### [EXERCISE DETAILS]
The output should be limited to the line holding "tokio::time::sleep(Duration::from_millis(10)).await;" and the lines after it through the end of the entries, each restated exactly.

### [Collected data]
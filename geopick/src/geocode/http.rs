//! HTTP client abstraction for testability

use super::types::GeocodeError;
use std::future::Future;
use std::time::Duration;
use tracing::{debug, trace, warn};

/// Default User-Agent string for HTTP requests.
///
/// Nominatim's usage policy rejects requests without an identifying agent.
pub const DEFAULT_USER_AGENT: &str = concat!("geopick/", env!("CARGO_PKG_VERSION"));

/// Default request timeout in seconds.
pub const DEFAULT_TIMEOUT_SECS: u64 = 30;

/// Trait for asynchronous HTTP client operations.
///
/// Geocoders depend on this trait rather than on reqwest so tests can
/// substitute a recording mock.
pub trait AsyncHttpClient: Send + Sync {
    /// Performs an async HTTP GET request.
    ///
    /// # Returns
    ///
    /// The response body as bytes, or an error for transport failures and
    /// non-success statuses.
    fn get(&self, url: &str) -> impl Future<Output = Result<Vec<u8>, GeocodeError>> + Send {
        self.get_with_headers(url, &[])
    }

    /// Performs an async HTTP GET request with custom headers.
    ///
    /// # Arguments
    ///
    /// * `url` - The URL to request
    /// * `headers` - Slice of (header_name, header_value) tuples
    fn get_with_headers(
        &self,
        url: &str,
        headers: &[(&str, &str)],
    ) -> impl Future<Output = Result<Vec<u8>, GeocodeError>> + Send;
}

/// Async HTTP client implementation using reqwest.
#[derive(Clone)]
pub struct AsyncReqwestClient {
    client: reqwest::Client,
}

impl AsyncReqwestClient {
    /// Creates a new client with the default timeout.
    pub fn new() -> Result<Self, GeocodeError> {
        Self::with_timeout(DEFAULT_TIMEOUT_SECS)
    }

    /// Creates a new client with a custom timeout.
    pub fn with_timeout(timeout_secs: u64) -> Result<Self, GeocodeError> {
        let client = reqwest::Client::builder()
            .timeout(Duration::from_secs(timeout_secs))
            .user_agent(DEFAULT_USER_AGENT)
            .build()
            .map_err(|e| {
                GeocodeError::HttpError(format!("Failed to create async HTTP client: {}", e))
            })?;

        Ok(Self { client })
    }
}

impl AsyncHttpClient for AsyncReqwestClient {
    async fn get_with_headers(
        &self,
        url: &str,
        headers: &[(&str, &str)],
    ) -> Result<Vec<u8>, GeocodeError> {
        let endpoint = redact(url);
        trace!(url = endpoint, "HTTP GET request starting");

        let mut request = self.client.get(url);
        for (name, value) in headers {
            request = request.header(*name, *value);
        }

        let response = match request.send().await {
            Ok(resp) => {
                debug!(
                    url = endpoint,
                    status = resp.status().as_u16(),
                    "HTTP response received"
                );
                resp
            }
            Err(e) => {
                warn!(
                    url = endpoint,
                    error = %e,
                    is_connect = e.is_connect(),
                    is_timeout = e.is_timeout(),
                    "HTTP request failed"
                );
                return Err(GeocodeError::HttpError(format!("Request failed: {}", e)));
            }
        };

        if !response.status().is_success() {
            return Err(GeocodeError::HttpError(format!(
                "HTTP {} from {}",
                response.status(),
                endpoint
            )));
        }

        response
            .bytes()
            .await
            .map(|b| b.to_vec())
            .map_err(|e| GeocodeError::HttpError(format!("Failed to read response: {}", e)))
    }
}

/// Strips the query string so credentials never reach logs or error text.
fn redact(url: &str) -> &str {
    url.split('?').next().unwrap_or(url)
}
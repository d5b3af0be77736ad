//! Full pipeline on the headless map SDK.
//!
//! Clicks the input map at the given coordinate, waits for the debounced
//! lookup to settle, and prints what every display map ended up showing.

use std::sync::Arc;

use clap::Args;
use geopick::app::{DemoApp, DemoOptions, INPUT_CONTAINER};
use geopick::config::ConfigFile;
use geopick::coordinator::{Coordinator, CoordinatorState, LookupPhase};
use geopick::engine::{BaseLayer, EngineFactory, HeadlessSdk};
use geopick::map::MapStatus;
use tokio::sync::watch;
use tracing::info;

use super::common::{geocoder_factory, parse_point, resolve_service, ServiceType, StyleType};
use crate::error::CliError;

/// Arguments for the demo command.
#[derive(Debug, Args)]
pub struct DemoArgs {
    /// Latitude to click, in decimal degrees
    #[arg(long, allow_hyphen_values = true)]
    pub lat: f64,

    /// Longitude to click, in decimal degrees
    #[arg(long, allow_hyphen_values = true)]
    pub lng: f64,

    /// Geocoding service (defaults to [geocoding] service from config)
    #[arg(long, value_enum)]
    pub service: Option<ServiceType>,

    /// Basemap style (defaults to [map] style from config)
    #[arg(long, value_enum)]
    pub style: Option<StyleType>,
}

/// Run the demo command.
pub async fn run(args: DemoArgs, config: &ConfigFile) -> Result<(), CliError> {
    let point = parse_point(args.lat, args.lng)?;

    let geocoders = geocoder_factory(config)?.build_set(&config.geocoder_configs());
    let coordinator = Coordinator::new(
        geocoders,
        resolve_service(args.service, config),
        config.debounce(),
    );

    let sdk = Arc::new(HeadlessSdk::new());
    let factory = EngineFactory::new(sdk.clone()).with_hosted_api_key(config.google_api_key());
    let mut options = DemoOptions::from_config(config);
    if let Some(style) = args.style {
        options.style = style.into();
    }

    let mut app = DemoApp::new(factory, coordinator.clone(), options);
    for failure in app.mount() {
        println!("! {} unavailable: {}", failure.container, failure.error);
    }
    if let MapStatus::Failed { error, .. } = app.input().status() {
        return Err(CliError::Map(error.clone()));
    }

    let mut updates = coordinator.subscribe();
    info!(point = %point, "Clicking input map");
    sdk.click(INPUT_CONTAINER, point);
    app.pump();

    println!(
        "Picked {} on the {} input map, waiting {:?} for the lookup...",
        app.coordinator().snapshot().coordinate,
        app.input().base().kind().name(),
        coordinator.debounce()
    );
    wait_for_lookup(&mut updates).await;

    let state = app.pump();
    println!();
    println!("Service:  {}", state.service.name());
    println!("Address:  {}", state.address.as_deref().unwrap_or("-"));
    if let Some(error) = &state.error_text {
        println!("Reason:   {}", error);
    }

    println!();
    println!("Input map ({}):", app.input().base().kind());
    print_map(&sdk, INPUT_CONTAINER);
    for display in app.displays() {
        println!();
        println!(
            "{} ({}):",
            display.base().container(),
            display.base().kind().name()
        );
        match display.status() {
            MapStatus::Failed { error, .. } => println!("  failed: {}", error),
            _ => print_map(&sdk, display.base().container()),
        }
    }

    app.unmount();
    Ok(())
}

/// Waits until the coordinator leaves the debounce and in-flight phases.
async fn wait_for_lookup(updates: &mut watch::Receiver<CoordinatorState>) {
    loop {
        let phase = updates.borrow_and_update().phase;
        if matches!(phase, LookupPhase::Resolved | LookupPhase::Failed) {
            return;
        }
        if updates.changed().await.is_err() {
            return;
        }
    }
}

fn print_map(sdk: &HeadlessSdk, container: &str) {
    let Some(snapshot) = sdk.snapshot(container) else {
        println!("  (no map)");
        return;
    };
    println!("  center: {}  zoom: {}", snapshot.center, snapshot.zoom);
    println!("  layer:  {:?}", redact_layer(&snapshot.layer));
    if let Some(url) = sdk.center_tile_url(container) {
        println!("  tile:   {}", url);
    }
    for marker in &snapshot.markers {
        match &marker.popup {
            Some(popup) => println!("  marker: {} \"{}\"", marker.position, popup),
            None => println!("  marker: {}", marker.position),
        }
    }
}

/// Keeps API keys out of terminal output.
fn redact_layer(layer: &BaseLayer) -> BaseLayer {
    match layer {
        BaseLayer::Hosted {
            map_id, map_type, ..
        } => BaseLayer::Hosted {
            map_id: map_id.clone(),
            map_type: map_type.clone(),
            api_key: "***".to_string(),
        },
        other => other.clone(),
    }
}
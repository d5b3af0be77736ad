//! Per-service geocoder registry.

use std::collections::HashMap;
use std::sync::Arc;

use super::types::GeocodingService;

/// Whether a service can be used.
enum Availability<G> {
    Ready(Arc<G>),
    Unavailable(String),
}

/// The geocoders a coordinator can switch between.
///
/// Each service is either ready or unavailable with the reason (usually a
/// configuration error). Looking up a service that was never registered
/// yields an "is not configured" reason.
pub struct GeocoderSet<G> {
    entries: HashMap<GeocodingService, Availability<G>>,
}

impl<G> GeocoderSet<G> {
    /// Creates an empty set.
    pub fn new() -> Self {
        Self {
            entries: HashMap::new(),
        }
    }

    /// Registers a ready geocoder for a service.
    pub fn with_geocoder(mut self, service: GeocodingService, geocoder: G) -> Self {
        self.entries
            .insert(service, Availability::Ready(Arc::new(geocoder)));
        self
    }

    /// Registers a service as unusable.
    pub fn with_unavailable(mut self, service: GeocodingService, reason: impl Into<String>) -> Self {
        self.entries
            .insert(service, Availability::Unavailable(reason.into()));
        self
    }

    /// Returns the geocoder for a service, or why it cannot be used.
    pub fn get(&self, service: GeocodingService) -> Result<Arc<G>, String> {
        match self.entries.get(&service) {
            Some(Availability::Ready(geocoder)) => Ok(Arc::clone(geocoder)),
            Some(Availability::Unavailable(reason)) => Err(reason.clone()),
            None => Err(format!("{} is not configured", service.name())),
        }
    }

    /// Returns true if the service has a ready geocoder.
    pub fn is_available(&self, service: GeocodingService) -> bool {
        matches!(self.entries.get(&service), Some(Availability::Ready(_)))
    }

    /// Services that are ready, in display order.
    pub fn available_services(&self) -> Vec<GeocodingService> {
        GeocodingService::ALL
            .into_iter()
            .filter(|s| self.is_available(*s))
            .collect()
    }
}

impl<G> Default for GeocoderSet<G> {
    fn default() -> Self {
        Self::new()
    }
}
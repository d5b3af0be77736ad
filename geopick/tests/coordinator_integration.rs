//! Integration tests for debounced, token-guarded reverse geocoding.

use std::future::Future;
use std::sync::Arc;
use std::time::Duration;

use parking_lot::Mutex;
use tokio::time::Instant;

use geopick::coord::Coordinate;
use geopick::coordinator::{Coordinator, LookupPhase, LOOKUP_ERROR_TEXT, NO_ADDRESS_TEXT};
use geopick::geocode::{GeocodeResult, GeocoderSet, GeocodingService, ReverseGeocoder};

/// One call seen by [`FakeGeocoder`].
#[derive(Debug, Clone, PartialEq)]
struct Call {
    service: GeocodingService,
    lat: f64,
    lng: f64,
    at: Instant,
}

/// Geocoder that answers after a fixed latency with a name derived from
/// the service and coordinate.
struct FakeGeocoder {
    service: GeocodingService,
    latency: Duration,
    answers: bool,
    calls: Arc<Mutex<Vec<Call>>>,
}

impl ReverseGeocoder for FakeGeocoder {
    fn reverse_geocode(
        &self,
        lat: f64,
        lng: f64,
    ) -> impl Future<Output = Option<GeocodeResult>> + Send {
        let service = self.service;
        let latency = self.latency;
        let answers = self.answers;
        let calls = Arc::clone(&self.calls);
        async move {
            calls.lock().push(Call {
                service,
                lat,
                lng,
                at: Instant::now(),
            });
            tokio::time::sleep(latency).await;
            answers.then(|| GeocodeResult {
                display_name: format!("{} @ {:.3},{:.3}", service.id(), lat, lng),
                address: None,
            })
        }
    }

    fn service(&self) -> GeocodingService {
        self.service
    }
}

struct Harness {
    coordinator: Coordinator<FakeGeocoder>,
    calls: Arc<Mutex<Vec<Call>>>,
}

fn harness(nominatim_latency: Duration, google_latency: Duration) -> Harness {
    let calls = Arc::new(Mutex::new(Vec::new()));
    let set = GeocoderSet::new()
        .with_geocoder(
            GeocodingService::Nominatim,
            FakeGeocoder {
                service: GeocodingService::Nominatim,
                latency: nominatim_latency,
                answers: true,
                calls: Arc::clone(&calls),
            },
        )
        .with_geocoder(
            GeocodingService::Google,
            FakeGeocoder {
                service: GeocodingService::Google,
                latency: google_latency,
                answers: true,
                calls: Arc::clone(&calls),
            },
        );
    Harness {
        coordinator: Coordinator::new(set, GeocodingService::Nominatim, Duration::from_millis(1000)),
        calls,
    }
}

#[tokio::test(start_paused = true)]
async fn test_burst_of_updates_yields_one_lookup_with_last_value() {
    let h = harness(Duration::ZERO, Duration::ZERO);
    let start = Instant::now();

    h.coordinator.set_coordinate(Coordinate::new(10.0, 10.0));
    tokio::time::sleep(Duration::from_millis(200)).await;
    h.coordinator.set_coordinate(Coordinate::new(20.0, 20.0));
    tokio::time::sleep(Duration::from_millis(200)).await;
    h.coordinator.set_coordinate(Coordinate::new(30.0, 30.0));

    tokio::time::sleep(Duration::from_millis(990)).await;
    assert!(h.calls.lock().is_empty(), "lookup fired before the quiet period");

    tokio::time::sleep(Duration::from_millis(50)).await;
    let calls = h.calls.lock().clone();
    assert_eq!(calls.len(), 1);
    assert_eq!((calls[0].lat, calls[0].lng), (30.0, 30.0));
    assert!(calls[0].at - start >= Duration::from_millis(1400));

    let state = h.coordinator.snapshot();
    assert_eq!(state.phase, LookupPhase::Resolved);
    assert_eq!(state.address.as_deref(), Some("nominatim @ 30.000,30.000"));
}

#[tokio::test(start_paused = true)]
async fn test_loading_flag_tracks_in_flight_lookup() {
    let h = harness(Duration::from_millis(300), Duration::ZERO);

    h.coordinator.set_coordinate(Coordinate::new(1.0, 1.0));
    assert!(!h.coordinator.snapshot().is_loading_address);

    tokio::time::sleep(Duration::from_millis(1100)).await;
    let state = h.coordinator.snapshot();
    assert_eq!(state.phase, LookupPhase::InFlight);
    assert!(state.is_loading_address);

    tokio::time::sleep(Duration::from_millis(300)).await;
    let state = h.coordinator.snapshot();
    assert_eq!(state.phase, LookupPhase::Resolved);
    assert!(!state.is_loading_address);
}

#[tokio::test(start_paused = true)]
async fn test_service_switch_supersedes_in_flight_lookup() {
    let h = harness(Duration::from_millis(800), Duration::from_millis(100));

    h.coordinator.set_coordinate(Coordinate::new(5.0, 6.0));
    tokio::time::sleep(Duration::from_millis(1050)).await;
    assert_eq!(h.calls.lock().len(), 1, "nominatim lookup should be in flight");

    h.coordinator.select_service(GeocodingService::Google);
    tokio::time::sleep(Duration::from_millis(200)).await;

    let calls = h.calls.lock().clone();
    assert_eq!(calls.len(), 2);
    assert_eq!(calls[1].service, GeocodingService::Google);
    assert_eq!(
        h.coordinator.snapshot().address.as_deref(),
        Some("google @ 5.000,6.000")
    );

    // The nominatim response lands now and must be dropped
    tokio::time::sleep(Duration::from_millis(1000)).await;
    let state = h.coordinator.snapshot();
    assert_eq!(state.service, GeocodingService::Google);
    assert_eq!(state.address.as_deref(), Some("google @ 5.000,6.000"));
    assert_eq!(h.calls.lock().len(), 2);
}

#[tokio::test(start_paused = true)]
async fn test_new_coordinate_drops_older_response() {
    let h = harness(Duration::from_millis(1500), Duration::ZERO);

    h.coordinator.set_coordinate(Coordinate::new(1.0, 1.0));
    tokio::time::sleep(Duration::from_millis(1100)).await;
    h.coordinator.set_coordinate(Coordinate::new(2.0, 2.0));

    // First response arrives at ~2500ms, second at ~3600ms
    tokio::time::sleep(Duration::from_millis(1500)).await;
    assert_ne!(
        h.coordinator.snapshot().address.as_deref(),
        Some("nominatim @ 1.000,1.000")
    );

    tokio::time::sleep(Duration::from_millis(1200)).await;
    assert_eq!(
        h.coordinator.snapshot().address.as_deref(),
        Some("nominatim @ 2.000,2.000")
    );
}

#[tokio::test(start_paused = true)]
async fn test_new_coordinate_clears_loading_during_debounce() {
    let h = harness(Duration::from_millis(1500), Duration::ZERO);

    h.coordinator.set_coordinate(Coordinate::new(1.0, 1.0));
    tokio::time::sleep(Duration::from_millis(1100)).await;
    assert!(h.coordinator.snapshot().is_loading_address);

    h.coordinator.set_coordinate(Coordinate::new(2.0, 2.0));
    let state = h.coordinator.snapshot();
    assert_eq!(state.phase, LookupPhase::DebounceWaiting);
    assert!(!state.is_loading_address);

    tokio::time::sleep(Duration::from_millis(900)).await;
    let state = h.coordinator.snapshot();
    assert_eq!(state.phase, LookupPhase::DebounceWaiting);
    assert!(!state.is_loading_address);

    // Second lookup dispatched at ~2100ms; the stale one lands at ~2500ms
    tokio::time::sleep(Duration::from_millis(550)).await;
    let state = h.coordinator.snapshot();
    assert_eq!(state.phase, LookupPhase::InFlight);
    assert!(state.is_loading_address);
    assert_eq!(state.address, None);
}

#[tokio::test(start_paused = true)]
async fn test_unavailable_and_empty_results() {
    let calls = Arc::new(Mutex::new(Vec::new()));
    let set = GeocoderSet::new()
        .with_geocoder(
            GeocodingService::Nominatim,
            FakeGeocoder {
                service: GeocodingService::Nominatim,
                latency: Duration::ZERO,
                answers: false,
                calls: Arc::clone(&calls),
            },
        )
        .with_unavailable(GeocodingService::Google, "Google Maps API key is not configured");
    let coordinator = Coordinator::new(set, GeocodingService::Nominatim, Duration::from_millis(1000));

    coordinator.set_coordinate(Coordinate::new(0.0, 0.0));
    tokio::time::sleep(Duration::from_millis(1100)).await;
    assert_eq!(coordinator.snapshot().address.as_deref(), Some(NO_ADDRESS_TEXT));

    coordinator.select_service(GeocodingService::Google);
    tokio::time::sleep(Duration::from_millis(10)).await;
    let state = coordinator.snapshot();
    assert_eq!(state.address.as_deref(), Some(LOOKUP_ERROR_TEXT));
    assert_eq!(
        state.error_text.as_deref(),
        Some("Google Maps API key is not configured")
    );
    assert_eq!(state.phase, LookupPhase::Failed);
    assert_eq!(calls.lock().len(), 1);
}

### [WORKED SOLUTION]
    tokio::time::sleep(Duration::from_millis(10)).await;
    let state = coordinator.snapshot();
    assert_eq!(state.address.as_deref(), Some(LOOKUP_ERROR_TEXT));
    assert_eq!(
        state.error_text.as_deref(),
        Some("Google Maps API key is not configured")
    );
    assert_eq!(state.phase, LookupPhase::Failed);
    assert_eq!(calls.lock().len(), 1);
}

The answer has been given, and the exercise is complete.